Image from the August 1893 edition of Good Roads magazine, which advocated for "the improvement of the public roads and streets" across the country and shared best practices in road building. Click to enlarge.

The enactment of Senate Bill 805 by the California legislature on March 27, 1895, created a new state agency called the Bureau of Highways and for the first time clearly defined the state's interest in its public roads. Heretofore, most California roadbuilding had been undertaken by local governments or private parties, and the state government's highway development had been a haphazard and often slipshod affair. California's first legislature in 1851 had established the legal basis for public roads and had given the surveyor general the responsibility for making plans and suggestions for their construction. The lawmakers, however, had failed to provide that officer with either an adequate salary or a budget sufficient to carry out his duties. ...

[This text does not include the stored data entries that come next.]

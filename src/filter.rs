//! Per-variant validity checks applied before the join

use crate::VariantRecord;
use std::fmt;

/// Why a variant was left out of the scan. Skips are expected and never fatal.
#[derive(Debug, Clone, Copy, PartialEq, Eq, Hash)]
pub enum SkipReason {
    /// Indel, MNV, multi-allelic or monomorphic site
    NotBiallelicSnv,
    /// Dosage field absent, or missing for every sample
    MissingDosage,
    /// No sample left after the join and missingness filtering
    NoCompleteSamples,
}

impl fmt::Display for SkipReason {
    fn fmt(&self, f: &mut fmt::Formatter<'_>) -> fmt::Result {
        let label = match self {
            SkipReason::NotBiallelicSnv => "INDEL/MULTI-ALLELIC variant",
            SkipReason::MissingDosage => "variant without dosage",
            SkipReason::NoCompleteSamples => "variant with no complete samples",
        };
        f.write_str(label)
    }
}

/// Apply the allele check, then the dosage check
pub fn check_variant(record: &VariantRecord) -> Result<(), SkipReason> {
    let snv = record.ref_allele.len() == 1
        && record.alt_alleles.len() == 1
        && record.alt_alleles[0].len() == 1;
    if !snv {
        return Err(SkipReason::NotBiallelicSnv);
    }

    match &record.dosages {
        Some(dosages) if dosages.iter().any(|d| !d.is_nan()) => Ok(()),
        _ => Err(SkipReason::MissingDosage),
    }
}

Judicial hostility and the lack of legislative interest in highway projects resulted in practically no state work being done throughout most of the remainder of the 19th Century. Counties and private toll road operators, on the other hand, took an active role in road building, although the amount and quality of construction varied widely from county to county and region to region. Local politics and patronage, rather than skill and professionalism in route selection and construction, marked much of the work that was done. In short, as the 20th Century neared, California lacked anything approaching a cohesive highway system.

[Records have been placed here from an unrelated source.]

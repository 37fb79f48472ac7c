//! Invocation of the user-supplied association model

use crate::{
    join::AnalysisTable, utils::validate_file_readable, GwasError, GwasResult, DOSAGE_COLUMN,
    SAMPLE_ID_COLUMN,
};
use std::io::{BufRead, BufReader, BufWriter, Write};
use std::path::{Path, PathBuf};
use std::process::{Child, ChildStdin, ChildStdout, Command, Stdio};
use tempfile::NamedTempFile;

/// R program that sources the model script and serves fits line by line
const R_DRIVER: &str = include_str!("model_driver.R");

/// Effect estimate returned by the model for the dosage term
#[derive(Debug, Clone, Copy, PartialEq)]
pub struct ModelFit {
    pub estimate: f64,
    pub se: f64,
    pub p: f64,
}

/// Failure of a single model invocation
#[derive(Debug, thiserror::Error)]
pub enum ModelError {
    #[error("model raised an error: {0}")]
    Failed(String),

    #[error("model result is missing field '{0}'")]
    MissingField(&'static str),

    #[error("unreadable model reply: {0}")]
    Protocol(String),

    #[error("model process exited: {0}")]
    ProcessExited(String),

    #[error("IO error talking to the model process: {0}")]
    Io(#[from] std::io::Error),
}

impl ModelError {
    /// Errors after which no later invocation can succeed
    pub fn is_fatal(&self) -> bool {
        matches!(self, ModelError::ProcessExited(_) | ModelError::Io(_))
    }
}

impl From<ModelError> for GwasError {
    fn from(e: ModelError) -> Self {
        GwasError::ModelInvocation(e.to_string())
    }
}

/// An association model: one fit per variant on that variant's analysis table
pub trait AssociationModel {
    fn fit(&mut self, table: &AnalysisTable<'_>) -> Result<ModelFit, ModelError>;
}

/// Creates one model instance per worker
pub trait ModelLoader: Sync {
    fn load(&self) -> GwasResult<Box<dyn AssociationModel>>;
}

impl<F> ModelLoader for F
where
    F: Fn() -> GwasResult<Box<dyn AssociationModel>> + Sync,
{
    fn load(&self) -> GwasResult<Box<dyn AssociationModel>> {
        self()
    }
}

/// Serialize an analysis table as a model request: a `#TABLE <n>` line, a
/// header line, then one whitespace-delimited row per sample with `NA` for
/// missing values.
pub fn write_model_input<W: Write>(table: &AnalysisTable<'_>, writer: &mut W) -> std::io::Result<()> {
    writeln!(writer, "#TABLE {}", table.n_rows())?;

    write!(writer, "{}", SAMPLE_ID_COLUMN)?;
    for column in table.columns() {
        write!(writer, " {}", column)?;
    }
    writeln!(writer, " {}", DOSAGE_COLUMN)?;

    for row in 0..table.n_rows() {
        write!(writer, "{}", table.sample_id(row))?;
        for column in 0..table.columns().len() {
            write!(writer, " {}", table.value(row, column).unwrap_or("NA"))?;
        }
        match table.dosage(row) {
            Some(dosage) => writeln!(writer, " {}", dosage)?,
            None => writeln!(writer, " NA")?,
        }
    }

    Ok(())
}

fn parse_value(raw: Option<&str>, name: &'static str) -> Result<f64, ModelError> {
    match raw {
        None => Err(ModelError::MissingField(name)),
        Some("NA") | Some("NaN") => Ok(f64::NAN),
        Some(value) => value
            .parse::<f64>()
            .map_err(|_| ModelError::Protocol(format!("{} is not a number: '{}'", name, value))),
    }
}

/// Parse an `OK <estimate> <se> <p>` or `ERR <message>` reply
pub fn parse_reply(line: &str) -> Result<ModelFit, ModelError> {
    let mut fields = line.split_whitespace();
    match fields.next() {
        Some("OK") => {
            let estimate = parse_value(fields.next(), "estimate")?;
            let se = parse_value(fields.next(), "se")?;
            let p = parse_value(fields.next(), "p")?;
            Ok(ModelFit { estimate, se, p })
        }
        Some("ERR") => Err(ModelError::Failed(fields.collect::<Vec<_>>().join(" "))),
        _ => Err(ModelError::Protocol(line.to_string())),
    }
}

fn is_reply(line: &str) -> bool {
    matches!(line.split_whitespace().next(), Some("OK") | Some("ERR") | Some("READY"))
}

/// How to start the model process
#[derive(Debug, Clone)]
pub struct ScriptModelLoader {
    pub interpreter: String,
    /// Driver program; the embedded R driver when `None`
    pub driver: Option<PathBuf>,
    pub script: PathBuf,
    pub model: String,
}

impl ScriptModelLoader {
    pub fn new<P: AsRef<Path>>(interpreter: &str, script: P, model: &str) -> Self {
        ScriptModelLoader {
            interpreter: interpreter.to_string(),
            driver: None,
            script: script.as_ref().to_path_buf(),
            model: model.to_string(),
        }
    }

    pub fn with_driver<P: AsRef<Path>>(mut self, driver: P) -> Self {
        self.driver = Some(driver.as_ref().to_path_buf());
        self
    }

    fn materialize_driver(&self) -> GwasResult<(PathBuf, Option<NamedTempFile>)> {
        match &self.driver {
            Some(path) => Ok((path.clone(), None)),
            None => {
                let mut file = tempfile::Builder::new()
                    .prefix("custom_gwas_driver")
                    .suffix(".R")
                    .tempfile()?;
                file.write_all(R_DRIVER.as_bytes())?;
                file.flush()?;
                Ok((file.path().to_path_buf(), Some(file)))
            }
        }
    }
}

impl ModelLoader for ScriptModelLoader {
    fn load(&self) -> GwasResult<Box<dyn AssociationModel>> {
        validate_file_readable(&self.script).map_err(|e| {
            GwasError::ModelInvocation(format!("cannot load model script: {}", e))
        })?;
        Ok(Box::new(ScriptModel::spawn(self)?))
    }
}

/// A long-lived interpreter process that fits the model on request
pub struct ScriptModel {
    child: Child,
    stdin: Option<BufWriter<ChildStdin>>,
    stdout: BufReader<ChildStdout>,
    line: String,
    _driver: Option<NamedTempFile>,
}

impl ScriptModel {
    pub fn spawn(loader: &ScriptModelLoader) -> GwasResult<Self> {
        let (driver_path, driver_file) = loader.materialize_driver()?;

        let mut child = Command::new(&loader.interpreter)
            .arg(&driver_path)
            .arg(&loader.script)
            .arg(&loader.model)
            .stdin(Stdio::piped())
            .stdout(Stdio::piped())
            .stderr(Stdio::inherit())
            .spawn()
            .map_err(|e| {
                GwasError::ModelInvocation(format!(
                    "cannot start interpreter '{}': {}",
                    loader.interpreter, e
                ))
            })?;

        let stdin = child.stdin.take().map(BufWriter::new);
        let stdout = child
            .stdout
            .take()
            .map(BufReader::new)
            .ok_or_else(|| GwasError::ModelInvocation("model process has no stdout".to_string()))?;

        let mut model = ScriptModel {
            child,
            stdin,
            stdout,
            line: String::new(),
            _driver: driver_file,
        };

        match model.read_reply() {
            Ok(line) if line == "READY" => {
                log::debug!(
                    "Loaded model '{}' from {}",
                    loader.model,
                    loader.script.display()
                );
                Ok(model)
            }
            Ok(line) => Err(GwasError::ModelInvocation(format!(
                "cannot load model '{}' from {}: {}",
                loader.model,
                loader.script.display(),
                line.strip_prefix("ERR").unwrap_or(&line).trim()
            ))),
            Err(e) => Err(GwasError::ModelInvocation(format!(
                "cannot load model '{}' from {}: {}",
                loader.model,
                loader.script.display(),
                e
            ))),
        }
    }

    /// Read the next protocol line, passing other output through to the log
    fn read_reply(&mut self) -> Result<String, ModelError> {
        loop {
            self.line.clear();
            if self.stdout.read_line(&mut self.line)? == 0 {
                let status = match self.child.try_wait() {
                    Ok(Some(status)) => status.to_string(),
                    _ => "output closed".to_string(),
                };
                return Err(ModelError::ProcessExited(status));
            }

            let line = self.line.trim();
            if is_reply(line) {
                return Ok(line.to_string());
            }
            log::debug!("model output: {}", line);
        }
    }
}

impl AssociationModel for ScriptModel {
    fn fit(&mut self, table: &AnalysisTable<'_>) -> Result<ModelFit, ModelError> {
        let stdin = self
            .stdin
            .as_mut()
            .ok_or_else(|| ModelError::ProcessExited("input closed".to_string()))?;

        // a broken pipe means the interpreter is gone
        let sent = write_model_input(table, stdin).and_then(|_| stdin.flush());
        if let Err(e) = sent {
            return Err(ModelError::ProcessExited(e.to_string()));
        }

        let line = self.read_reply()?;
        parse_reply(&line)
    }
}

impl Drop for ScriptModel {
    fn drop(&mut self) {
        // closing stdin ends the driver loop
        self.stdin.take();
        if let Err(e) = self.child.wait() {
            log::warn!("Failed to wait for model process: {}", e);
        }
    }
}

The nationwide bicycle craze of the 1890s, however, spurred Californians into re-examining their apathy toward highways. Well-off urban bicycle enthusiasts and their clubs, seeking places to ride outside the cities, began demanding improvements in the state's network of roadways. They balked at paying tolls for travel over private thoroughfares, and found most county and local roads outside the cities to be rutted, poorly drained bogs in winter and dust-choked bumpy tracks in summer. The cyclists soon allied with farmers, merchants and other shippers dissatisfied with rates and conditions set by California's railroads. They looked to a united network of passable roads to allow them to ship goods to market by wagon rather than by rail. At the same time, the railroads, secure in their dominance of California transportation, also promoted better roads to allow producers to get more goods to local freight stations. Similarly, steamship companies joined in seeking easier ways for passengers and cargo to reach wharves and terminals. Rounding out the campaign were humane societies, with the goal of alleviating hardships imposed on draft animals by inadequate dirt roads. Collectively, these interests comprised what came to be known as the "Good Roads Movement."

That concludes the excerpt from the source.